→ WHAT THE TASK ASKS: How many lines in the records below hold the word "derive"? Answer with the number alone.
^^^^
use crate::error::Error;
use crate::position::MasterPosition;
use crate::replication::event::BinlogPosition;
use crate::replication::gtid::{Flavor, GtidSet};
use std::cmp::max;
use std::future::Future;
use std::time::Duration;

use mysql_async::prelude::Queryable;
use mysql_async::{BinlogStream, Conn, Opts, Params};
use mysql_common::packets::binlog_request::BinlogRequest;
use mysql_common::packets::{BinlogDumpFlags, GnoInterval, Sid};
use mysql_common::row::Row;
use mysql_common::value::convert::FromValue;
use tokio::sync::Mutex;
use tracing::{debug, warn};

const MAX_QUERY_ATTEMPTS: usize = 3;

/// Query connection of one source plus the factory of its replication streams.
#[derive(Debug)]
pub struct Database {
    opts: Opts,
    connection: Mutex<Option<Conn>>,
    dump_options: BinlogDumpFlags,
}

/// Server settings inspected before streaming starts.
#[derive(Clone, Debug, Default, PartialEq)]
pub struct ServerVariables {
    pub binlog_format: String,
    pub binlog_row_image: Option<String>,
    pub version: String,
}

#[derive(Clone, Debug, PartialEq)]
pub struct StreamSettings {
    pub server_id: Option<u32>,
    pub heartbeat_period: Duration,
    pub use_gtid: bool,
}

impl Default for StreamSettings {
    fn default() -> Self {
        Self {
            server_id: None,
            heartbeat_period: Duration::from_secs(60),
            use_gtid: false,
        }
    }
}

/// Connection the query retry loop runs statements on.
pub(crate) trait QueryConnection: Sized {
    async fn query_rows(&mut self, sql: &str, params: &Params) -> Result<Vec<Row>, Error>;

    async fn shutdown(self) -> Result<(), Error>;
}

impl QueryConnection for Conn {
    async fn query_rows(&mut self, sql: &str, params: &Params) -> Result<Vec<Row>, Error> {
        let rows: Vec<Row> = match params {
            Params::Empty => self.query(sql).await?,
            params => self.exec(sql, params.clone()).await?,
        };

        Ok(rows)
    }

    async fn shutdown(self) -> Result<(), Error> {
        Ok(self.disconnect().await?)
    }
}

/// Broken connections are dropped and reopened up to `MAX_QUERY_ATTEMPTS` times,
/// any other error is returned right away and keeps the connection.
async fn execute_with_retry<C, F, Fut>(
    slot: &mut Option<C>,
    mut connect: F,
    sql: &str,
    params: &Params,
) -> Result<Vec<Row>, Error>
where
    C: QueryConnection,
    F: FnMut() -> Fut,
    Fut: Future<Output = Result<C, Error>>,
{
    let mut attempt = 0;

    loop {
        attempt += 1;

        let mut connection = match slot.take() {
            Some(connection) => connection,
            None => connect().await?,
        };

        match connection.query_rows(sql, params).await {
            Ok(rows) => {
                slot.replace(connection);
                return Ok(rows);
            }
            Err(error) if error.is_bad_connection() => {
                if let Err(close_error) = connection.shutdown().await {
                    debug!(error = %close_error, "Broken query connection was not closed cleanly");
                }

                if attempt >= MAX_QUERY_ATTEMPTS {
                    return Err(error);
                }

                warn!(attempt, error = %error, "Query connection is broken, reconnecting");
            }
            Err(error) => {
                slot.replace(connection);
                return Err(error);
            }
        }
    }
}

pub(crate) fn row_value<T: FromValue>(row: &Row, index: usize) -> Option<T> {
    row.get_opt::<T, usize>(index).and_then(Result::ok)
}

impl ServerVariables {
    /// Detects server flavor, failing when the binlog cannot be replicated row by row.
    pub fn verify(&self) -> Result<Flavor, Error> {
        if !self.binlog_format.eq_ignore_ascii_case("ROW") {
            return Err(Error::BinlogFormat(self.binlog_format.clone()));
        }

        let flavor = Flavor::from_version(&self.version);

        if let (Flavor::MySQL, Some(image)) = (flavor, &self.binlog_row_image) {
            if !image.eq_ignore_ascii_case("FULL") {
                return Err(Error::BinlogRowImage(image.clone()));
            }
        }

        Ok(flavor)
    }
}

impl Database {
    pub fn new<O>(opts: O) -> Self
    where
        Opts: From<O>,
    {
        Self {
            opts: Opts::from(opts),
            connection: Mutex::new(None),
            dump_options: BinlogDumpFlags::empty(),
        }
    }

    pub fn with_dump_options(self, options: BinlogDumpFlags) -> Self {
        Self {
            dump_options: options,
            ..self
        }
    }

    /// Streams opened with `BINLOG_DUMP_NON_BLOCK` end at the last event instead of waiting.
    pub fn is_non_blocking(&self) -> bool {
        self.dump_options
            .contains(BinlogDumpFlags::BINLOG_DUMP_NON_BLOCK)
    }

    pub fn address(&self) -> String {
        match self.opts.socket() {
            Some(socket) => socket.to_owned(),
            None => format!("{}:{}", self.opts.ip_or_hostname(), self.opts.tcp_port()),
        }
    }

    /// Runs a statement on the shared query connection, reconnecting on broken connections.
    pub async fn execute(&self, sql: &str, params: Params) -> Result<Vec<Row>, Error> {
        let mut guard = self.connection.lock().await;

        execute_with_retry(
            &mut *guard,
            || async { Conn::new(self.opts.clone()).await.map_err(Error::from) },
            sql,
            &params,
        )
        .await
    }

    pub async fn disconnect(&self) -> Result<(), Error> {
        if let Some(connection) = self.connection.lock().await.take() {
            connection.disconnect().await?;
        }

        Ok(())
    }

    async fn global_variable(&self, name: &str) -> Result<Option<String>, Error> {
        let rows = self
            .execute(&format!("SHOW GLOBAL VARIABLES LIKE '{name}'"), Params::Empty)
            .await?;

        Ok(rows.first().and_then(|row| row_value(row, 1)))
    }

    pub async fn server_variables(&self) -> Result<ServerVariables, Error> {
        let binlog_format = self
            .global_variable("binlog_format")
            .await?
            .unwrap_or_default();
        let binlog_row_image = self.global_variable("binlog_row_image").await?;
        let version = self
            .execute("SELECT version()", Params::Empty)
            .await?
            .first()
            .and_then(|row| row_value(row, 0))
            .unwrap_or_default();

        Ok(ServerVariables {
            binlog_format,
            binlog_row_image,
            version,
        })
    }

    /// Current position of the server from `SHOW MASTER STATUS`.
    pub async fn master_position(&self, flavor: Flavor) -> Result<MasterPosition, Error> {
        let rows = self.execute("SHOW MASTER STATUS", Params::Empty).await?;
        let row = rows.first().ok_or(Error::BinlogPositionMissing)?;

        let file: String = row_value(row, 0).ok_or(Error::BinlogPositionMissing)?;
        let position: u64 = row_value(row, 1).ok_or(Error::BinlogPositionMissing)?;
        let position = u32::try_from(position).map_err(|_| Error::BinlogPositionMissing)?;

        let gtid_set = match flavor {
            Flavor::MySQL => row_value::<String>(row, 4),
            Flavor::MariaDB => self
                .execute("SELECT @@GLOBAL.gtid_current_pos", Params::Empty)
                .await?
                .first()
                .and_then(|row| row_value::<String>(row, 0)),
        };

        let position = MasterPosition::new(BinlogPosition::new(file, position));

        match gtid_set {
            Some(gtid_set) if !gtid_set.trim().is_empty() => {
                Ok(position.with_gtid_set(GtidSet::parse(flavor, &gtid_set)?))
            }
            _ => Ok(position),
        }
    }

    async fn server_id(&self, connection: &mut Conn) -> Result<u32, Error> {
        let server_id = connection
            .query_first::<u32, _>("SELECT @@server_id")
            .await?
            .unwrap_or(1);

        let server_id = connection
            .query_fold("SHOW SLAVE HOSTS", server_id, |current, row: Row| {
                max(current, row_value::<u32>(&row, 0).unwrap_or(0))
            })
            .await?;

        Ok(server_id + 1)
    }

    /// Opens a dedicated streaming connection starting at the GTID set when enabled, or at the file position.
    pub async fn binlog_stream(
        &self,
        settings: &StreamSettings,
        position: &MasterPosition,
    ) -> Result<BinlogStream, Error> {
        let mut connection = Conn::new(self.opts.clone()).await?;

        let server_id = match settings.server_id {
            Some(server_id) => server_id,
            None => self.server_id(&mut connection).await?,
        };

        connection
            .query_drop(format!(
                "SET @master_heartbeat_period = {}",
                settings.heartbeat_period.as_nanos()
            ))
            .await?;

        let request = BinlogRequest::new(server_id).with_flags(self.dump_options);

        let request = match (&position.gtid_set, settings.use_gtid) {
            (Some(GtidSet::MySQL(gtid_set)), true) => {
                let sids = gtid_set
                    .intervals()
                    .map(|(sid, intervals)| {
                        intervals.iter().fold(Sid::new(*sid), |sid, (start, end)| {
                            sid.with_interval(GnoInterval::new(*start, *end))
                        })
                    })
                    .collect::<Vec<_>>();

                debug!(gtid_set = %gtid_set, server_id, "Starting binlog stream from GTID set");

                request.with_use_gtid(true).with_sids(sids)
            }
            (Some(GtidSet::MariaDB(gtid_set)), true) => {
                connection
                    .query_drop("SET @mariadb_slave_capability = 4")
                    .await?;
                connection
                    .exec_drop("SET @slave_connect_state = ?", (gtid_set.to_string(),))
                    .await?;
                connection
                    .query_drop("SET @slave_gtid_strict_mode = 0")
                    .await?;
                connection
                    .query_drop("SET @slave_gtid_ignore_duplicates = 0")
                    .await?;

                debug!(gtid_set = %gtid_set, server_id, "Starting binlog stream from GTID state");

                request.with_filename(&b""[..]).with_pos(4u64)
            }
            _ => {
                debug!(
                    file = position.binlog.file(),
                    position = position.binlog.position(),
                    server_id,
                    "Starting binlog stream from file position"
                );

                request
                    .with_filename(position.binlog.file().as_bytes())
                    .with_pos(position.binlog.position())
            }
        };

        Ok(connection.get_binlog_stream(request).await?)
    }
}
^^^^
→ YOUR SOLUTION: 3